When Catastrophic Floods Devastate Germany’s Ahr Valley (image) was first uploaded to Vine, it was met with its fair share of negative comments. The comments were all pretty much the same – the vine is not safe for work! But, while some people think that it’s inappropriate for a website to post such a video, others have decided that it’s not so bad after all. And, truth be told, the cat is cute, and the vine’s type of cheesy, so it’s not completely inappropriate. That being said, it’s not a good idea to upload this type of content to a website that is not suitable for work!
Ahr Valley lies in the western part of Germany, in the North Rhine-Westphalian province of Rhineland-Pfalz. It is home to the Ahr, a river that flows through the region, and is the origin of the Rhein, a river that flows northward. The Ahr Valley is the only wine region in Germany that is not located in the Rhine Valley.
Prolonged and heavy rains caused devastating floods throughout Western Europe last week, demolishing communities and killing over 200 people. The Ahr Valley, a tiny but well-known wine area in western Germany, has been particularly severely affected.
In only 24 hours, most of western Germany received more than a month’s worth of rain. The severe weather event, according to a German meteorologist, was the first in Germany in 500 years.
Flash floods washed away houses, shops, cars, bridges, highways, and whole communities in Ahrweiler, a stretch of cities and villages dotting the Ahr River’s basin.

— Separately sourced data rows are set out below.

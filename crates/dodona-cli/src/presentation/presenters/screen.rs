use dodona_engine::{ChartDatum, InscriptionFilter, Tooltip, tooltip};
use dodona_runtime::{DerivedViews, SelectionState};
use dodona_types::{Dataset, Point, RegionId, Tab};

use super::region::{present_region_detail, region_rows, visual};
use super::{bars, present_profile, present_summary, present_vowel_report, share_rows};
use crate::presentation::presenters::vowel::present_inscriptions;
use crate::presentation::view_models::{
    DashboardScreenViewModel, FooterViewModel, LandmarkViewModel, MapDistrictViewModel,
    MapTabViewModel, StatusBarViewModel, StatusLevel, TabContentViewModel, TabsViewModel,
    TooltipRowViewModel, TooltipViewModel, VowelsTabViewModel,
};

pub const SOURCES: &str = "Data: Dakaris, Vokotopoulou & Christidis, Τα χρηστήρια ελάσματα της \
                           Δωδώνης (DVC) · Vowel system after Scarborough (2014)";

/// Number of positions the chart cursor can take on a tab.
pub fn chart_len(data: &Dataset, tab: Tab) -> usize {
    match tab {
        Tab::Map => 0,
        Tab::Profile => data.chronology.len() + data.themes.len(),
        Tab::Vowels => data.vowel_categories.len(),
    }
}

/// Build the whole screen for one draw. Only the active tab's views are
/// requested from `views`.
pub fn present_screen(
    data: &Dataset,
    state: &SelectionState,
    views: &impl DerivedViews,
    chart_cursor: usize,
    year: i32,
) -> DashboardScreenViewModel {
    let len = chart_len(data, state.active_tab);
    let cursor = (len > 0).then(|| chart_cursor % len);

    let (content, datum) = match state.active_tab {
        Tab::Map => {
            let (map, datum) = present_map(data, state, views);
            (TabContentViewModel::Map(Box::new(map)), datum)
        }
        Tab::Profile => {
            let profile = present_profile(data, views, cursor);
            let datum = profile
                .chronology
                .iter()
                .find(|b| b.focused)
                .map(|b| ChartDatum::Chronology {
                    period_label: b.label.clone(),
                    value: b.value,
                })
                .or_else(|| {
                    profile.themes.iter().find(|b| b.focused).map(|b| ChartDatum::Theme {
                        theme_name: b.label.clone(),
                        value: b.value,
                        unknown: b.dimmed,
                    })
                });
            (TabContentViewModel::Profile(Box::new(profile)), datum)
        }
        Tab::Vowels => {
            let report = present_vowel_report(data, views, None, cursor);
            let datum = report
                .categories
                .iter()
                .find(|c| c.focused)
                .and_then(|c| {
                    let category = c.number.try_into().ok()?;
                    Some(ChartDatum::Vowel {
                        category,
                        label: c.label.clone(),
                        value: c.count,
                        percent_share: c.percent_share,
                    })
                });
            let inscriptions = present_inscriptions(data, views, &InscriptionFilter::default());
            (
                TabContentViewModel::Vowels(Box::new(VowelsTabViewModel {
                    report,
                    inscriptions,
                })),
                datum,
            )
        }
    };

    DashboardScreenViewModel {
        header: present_summary(data),
        tabs: TabsViewModel {
            titles: Tab::ALL.iter().map(|t| t.title().to_string()).collect(),
            active: state.active_tab.index(),
        },
        content,
        status_bar: present_status_bar(data, state, datum.as_ref().map(tooltip)),
        footer: FooterViewModel {
            sources: SOURCES.to_string(),
            year,
        },
    }
}

fn point(p: Point) -> (f64, f64) {
    (p.x, p.y)
}

fn present_map(
    data: &Dataset,
    state: &SelectionState,
    views: &impl DerivedViews,
) -> (MapTabViewModel, Option<ChartDatum>) {
    let distribution = views.region_distribution();

    let districts = data
        .districts
        .iter()
        .map(|d| MapDistrictViewModel {
            id: d.id.to_string(),
            label: d.label.to_string(),
            english_name: d.english_name.to_string(),
            city: d.city.to_string(),
            outline: d.outline.iter().copied().map(point).collect(),
            label_at: point(d.label_at),
            city_at: point(d.city_at),
            count: data.region(d.id).map(|r| r.count),
            visual: visual(state.region_visual_state(d.id)),
        })
        .collect();

    let datum = state.hovered.and_then(|id| {
        distribution
            .iter()
            .find(|r| r.id == id)
            .map(|r| ChartDatum::Region {
                id: r.id,
                label: r.display_name.to_string(),
                value: r.value,
                percent_share: r.percent_share,
            })
    });

    let map = MapTabViewModel {
        districts,
        landmarks: data
            .landmarks
            .iter()
            .map(|l| LandmarkViewModel {
                name: l.name.to_string(),
                at: point(l.at),
            })
            .collect(),
        unassigned: data.region(RegionId::General).map_or(0, |r| r.count),
        regions: region_rows(data, &distribution, state),
        selected: state
            .selected
            .map(|id| present_region_detail(data, views, id)),
        distribution: share_rows(
            distribution
                .iter()
                .map(|r| dodona_engine::Share {
                    label: r.label.to_string(),
                    value: r.value,
                    percent_share: r.percent_share,
                })
                .collect(),
        ),
        dialect_context: bars(views.dialect_context(), None),
    };

    (map, datum)
}

fn region_name(data: &Dataset, id: RegionId) -> String {
    data.region(id)
        .map(|r| r.display_name.to_string())
        .or_else(|| data.district(id).map(|d| d.label.to_string()))
        .unwrap_or_else(|| id.to_string())
}

fn present_status_bar(
    data: &Dataset,
    state: &SelectionState,
    tip: Option<Tooltip>,
) -> StatusBarViewModel {
    let (message, level) = match (state.hovered, state.selected) {
        (Some(id), _) if !data.has_data(id) => (
            format!("{} does not appear in the corpus", region_name(data, id)),
            StatusLevel::Warning,
        ),
        (Some(hovered), Some(selected)) if hovered != selected => (
            format!(
                "{} selected · Enter to select {}",
                region_name(data, selected),
                region_name(data, hovered)
            ),
            StatusLevel::Success,
        ),
        (_, Some(id)) => (
            format!("{} selected · Enter to deselect", region_name(data, id)),
            StatusLevel::Success,
        ),
        (Some(_), None) => (
            "Enter or click to show the region detail".to_string(),
            StatusLevel::Info,
        ),
        (None, None) => (
            "←/→ to move · Enter to select · 1/2/3 to switch tabs".to_string(),
            StatusLevel::Info,
        ),
    };

    StatusBarViewModel {
        hovered: state.hovered.map(|id| region_name(data, id)),
        selected: state.selected.map(|id| region_name(data, id)),
        tooltip: tip.map(|t| TooltipViewModel {
            title: t.title,
            rows: t
                .rows
                .into_iter()
                .map(|r| TooltipRowViewModel {
                    label: r.label,
                    value: r.value,
                })
                .collect(),
            note: t.note,
        }),
        message,
        level,
    }
}

#[cfg(test)]
mod tests {
    use super::*;
    use dodona_core::dataset;
    use dodona_engine::{
        CertaintySplit, Citation, RegionDetail, RegionShare, SeriesPoint, Share,
        VowelCategoryView,
    };
    use dodona_runtime::EngineViews;
    use dodona_types::{InscriptionExample, VowelCategory};
    use std::cell::RefCell;
    use std::collections::BTreeMap;

    /// Counts how often each derived view is requested.
    struct CountingViews<'a> {
        inner: EngineViews<'a>,
        calls: RefCell<BTreeMap<&'static str, usize>>,
    }

    impl<'a> CountingViews<'a> {
        fn new() -> Self {
            Self {
                inner: EngineViews::new(dataset()),
                calls: RefCell::new(BTreeMap::new()),
            }
        }

        fn hit(&self, name: &'static str) {
            *self.calls.borrow_mut().entry(name).or_default() += 1;
        }

        fn requested(&self) -> Vec<&'static str> {
            self.calls.borrow().keys().copied().collect()
        }
    }

    impl DerivedViews for CountingViews<'_> {
        fn region_distribution(&self) -> Vec<RegionShare> {
            self.hit("region_distribution");
            self.inner.region_distribution()
        }
        fn certainty_split(&self) -> CertaintySplit {
            self.hit("certainty_split");
            self.inner.certainty_split()
        }
        fn region_detail(&self, id: RegionId) -> Option<RegionDetail> {
            self.hit("region_detail");
            self.inner.region_detail(id)
        }
        fn chronology_series(&self) -> Vec<SeriesPoint> {
            self.hit("chronology_series");
            self.inner.chronology_series()
        }
        fn theme_series(&self) -> Vec<SeriesPoint> {
            self.hit("theme_series");
            self.inner.theme_series()
        }
        fn theme_radar(&self) -> Vec<SeriesPoint> {
            self.hit("theme_radar");
            self.inner.theme_radar()
        }
        fn dialect_context(&self) -> Vec<SeriesPoint> {
            self.hit("dialect_context");
            self.inner.dialect_context()
        }
        fn alphabet_breakdown(&self) -> Vec<Share> {
            self.hit("alphabet_breakdown");
            self.inner.alphabet_breakdown()
        }
        fn vowel_breakdown(&self) -> Vec<VowelCategoryView> {
            self.hit("vowel_breakdown");
            self.inner.vowel_breakdown()
        }
        fn category_citations(&self, category: VowelCategory) -> Vec<Citation> {
            self.hit("category_citations");
            self.inner.category_citations(category)
        }
        fn inscriptions(&self, filter: &InscriptionFilter) -> Vec<InscriptionExample> {
            self.hit("inscriptions");
            self.inner.inscriptions(filter)
        }
    }

    #[test]
    fn test_vowels_tab_requests_only_vowel_views() {
        let views = CountingViews::new();
        let mut state = SelectionState::default();
        state.set_active_tab(Tab::Vowels);

        let screen = present_screen(dataset(), &state, &views, 0, 2026);

        assert!(matches!(screen.content, TabContentViewModel::Vowels(_)));
        assert_eq!(
            views.requested(),
            vec!["category_citations", "inscriptions", "vowel_breakdown"]
        );
    }

    #[test]
    fn test_profile_tab_skips_map_views() {
        let views = CountingViews::new();
        let state = SelectionState::new(Tab::Profile);

        present_screen(dataset(), &state, &views, 0, 2026);

        let requested = views.requested();
        assert!(!requested.contains(&"region_distribution"));
        assert!(!requested.contains(&"vowel_breakdown"));
        assert!(requested.contains(&"chronology_series"));
    }

    #[test]
    fn test_map_tab_shows_selected_detail() {
        let views = EngineViews::new(dataset());
        let mut state = SelectionState::default();
        state.toggle_selected_region(dataset(), RegionId::Pelasgiotis);

        let screen = present_screen(dataset(), &state, &views, 0, 2026);
        let TabContentViewModel::Map(map) = screen.content else {
            panic!("expected the map tab");
        };
        assert_eq!(map.selected.as_ref().map(|d| d.total), Some(11));
        assert_eq!(map.unassigned, 57);
        assert_eq!(map.districts.len(), 4);
        assert_eq!(
            map.districts.iter().find(|d| d.id == "phthiotis").and_then(|d| d.count),
            None
        );
        assert_eq!(screen.status_bar.level, StatusLevel::Success);
    }

    #[test]
    fn test_hovering_data_less_district_warns() {
        let views = EngineViews::new(dataset());
        let mut state = SelectionState::default();
        state.set_hovered_region(Some(RegionId::Phthiotis));

        let screen = present_screen(dataset(), &state, &views, 0, 2026);
        assert_eq!(screen.status_bar.level, StatusLevel::Warning);
        assert!(screen.status_bar.tooltip.is_none());
    }

    #[test]
    fn test_hovering_other_region_offers_to_select_it() {
        let views = EngineViews::new(dataset());
        let mut state = SelectionState::default();
        state.toggle_selected_region(dataset(), RegionId::Pelasgiotis);
        state.set_hovered_region(Some(RegionId::Histiaiotis));

        let screen = present_screen(dataset(), &state, &views, 0, 2026);
        let message = &screen.status_bar.message;
        assert!(!message.contains("deselect"), "{}", message);
        assert!(message.contains("Enter to select"), "{}", message);

        // Enter toggles the hovered region, which replaces the selection
        state.toggle_selected_region(dataset(), RegionId::Histiaiotis);
        assert_eq!(state.selected, Some(RegionId::Histiaiotis));
    }

    #[test]
    fn test_hovering_selected_region_offers_to_deselect_it() {
        let views = EngineViews::new(dataset());
        let mut state = SelectionState::default();
        state.toggle_selected_region(dataset(), RegionId::Pelasgiotis);
        state.set_hovered_region(Some(RegionId::Pelasgiotis));

        let screen = present_screen(dataset(), &state, &views, 0, 2026);
        assert!(screen.status_bar.message.contains("Enter to deselect"));
    }

    #[test]
    fn test_chart_cursor_wraps_and_feeds_tooltip() {
        let views = EngineViews::new(dataset());
        let state = SelectionState::new(Tab::Vowels);
        let len = chart_len(dataset(), Tab::Vowels);

        let screen = present_screen(dataset(), &state, &views, len + 1, 2026);
        let tip = screen.status_bar.tooltip.unwrap();
        assert!(tip.title.starts_with("Category 2"));
        assert_eq!(screen.footer.year, 2026);
    }
}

In Germany, over 200 people have been reported killed, another 700 have been wounded, and hundreds more are still missing.
In a statement released Monday, the German Wine Institute stated, “The economic destruction that followed the floods was especially severely felt by the region’s more than 38 wineries, many of whom lost their buildings, basements, equipment, wine barrels, cellared inventory, and more.”
The Ahr Valley’s Marienthal hamlet and surrounding vineyards. Philipp von Ditfurth/dpa/Alamy Live News photo
Weingut Meyer-Näkel, a major producer of German Pinot Noir, also known as Spätburgunder, near Dernau, is one of the wineries said to have sustained significant losses.
Jenna Fields, president of The German Wine Collection, Meyer-U.S. Näkel’s importer, says, “We received a text in the middle of the night that Meyer-Näkel been destroyed.”
The situation in the valley remains terrible, according to Fields, with no flowing water, bridges, or roads, much alone power or mobile phone coverage. Her interactions with the Näkels have been restricted to a few text messages and social media postings, as well as reports from other wineries.
According to Fields, Meike and Dörte Näkel, fifth-generation winemakers, “stayed behind to attempt to rescue the winery… and ended up being swept away in the water.” According to Fields, the sisters were able to remain together “and grab onto a tree, and they stayed in that tree for seven hours until firemen and a rescue boat could arrive.”
“The basement is gone, and they’ve lost everything, but they’re simply thankful to be alive,” says the narrator.
In the Ahr valley, a home in Marienthal. Boris Roessler/dpa/Alamy Live News photo
Julia Bertram of Weingut Bertram-Baltes in Dernau, another well-known Spätburgunder producer, reported on Instagram that the winery, cellar, and wines had all been destroyed.
Bertram, her husband, cofounder Benedikt Baltes, and their family, fortunately, are alive and unharmed. The pair was reunited when Baltes went missing while helping his family in neighboring Mayschoss, according to Kevin Pike, owner of Schatzi Wines, Bertram-Baltes’ U.S. importer.
Bertram-Baltes and others in the Ahr will suffer significant financial losses, according to Pike.
He claims, “They lost their whole 2019 and 2020 vintages.” “It isn’t only barrels, vehicles, or equipment that may be replaced with the assistance of insurance… They won’t be able to produce their 2019 or 2020 Pinot Noir since they won’t have anything to sell for the next two years.”
Since the floods, wineries from all over Germany have rushed to the area to provide food, supplies, and help in the enormous clean-up and salvage operations.
The German Wine Institute and the Verband Deutscher Prädikats- und Qualitätsweingüter (VDP) have both set up bank accounts to receive contributions on behalf of Ahr winegrowers.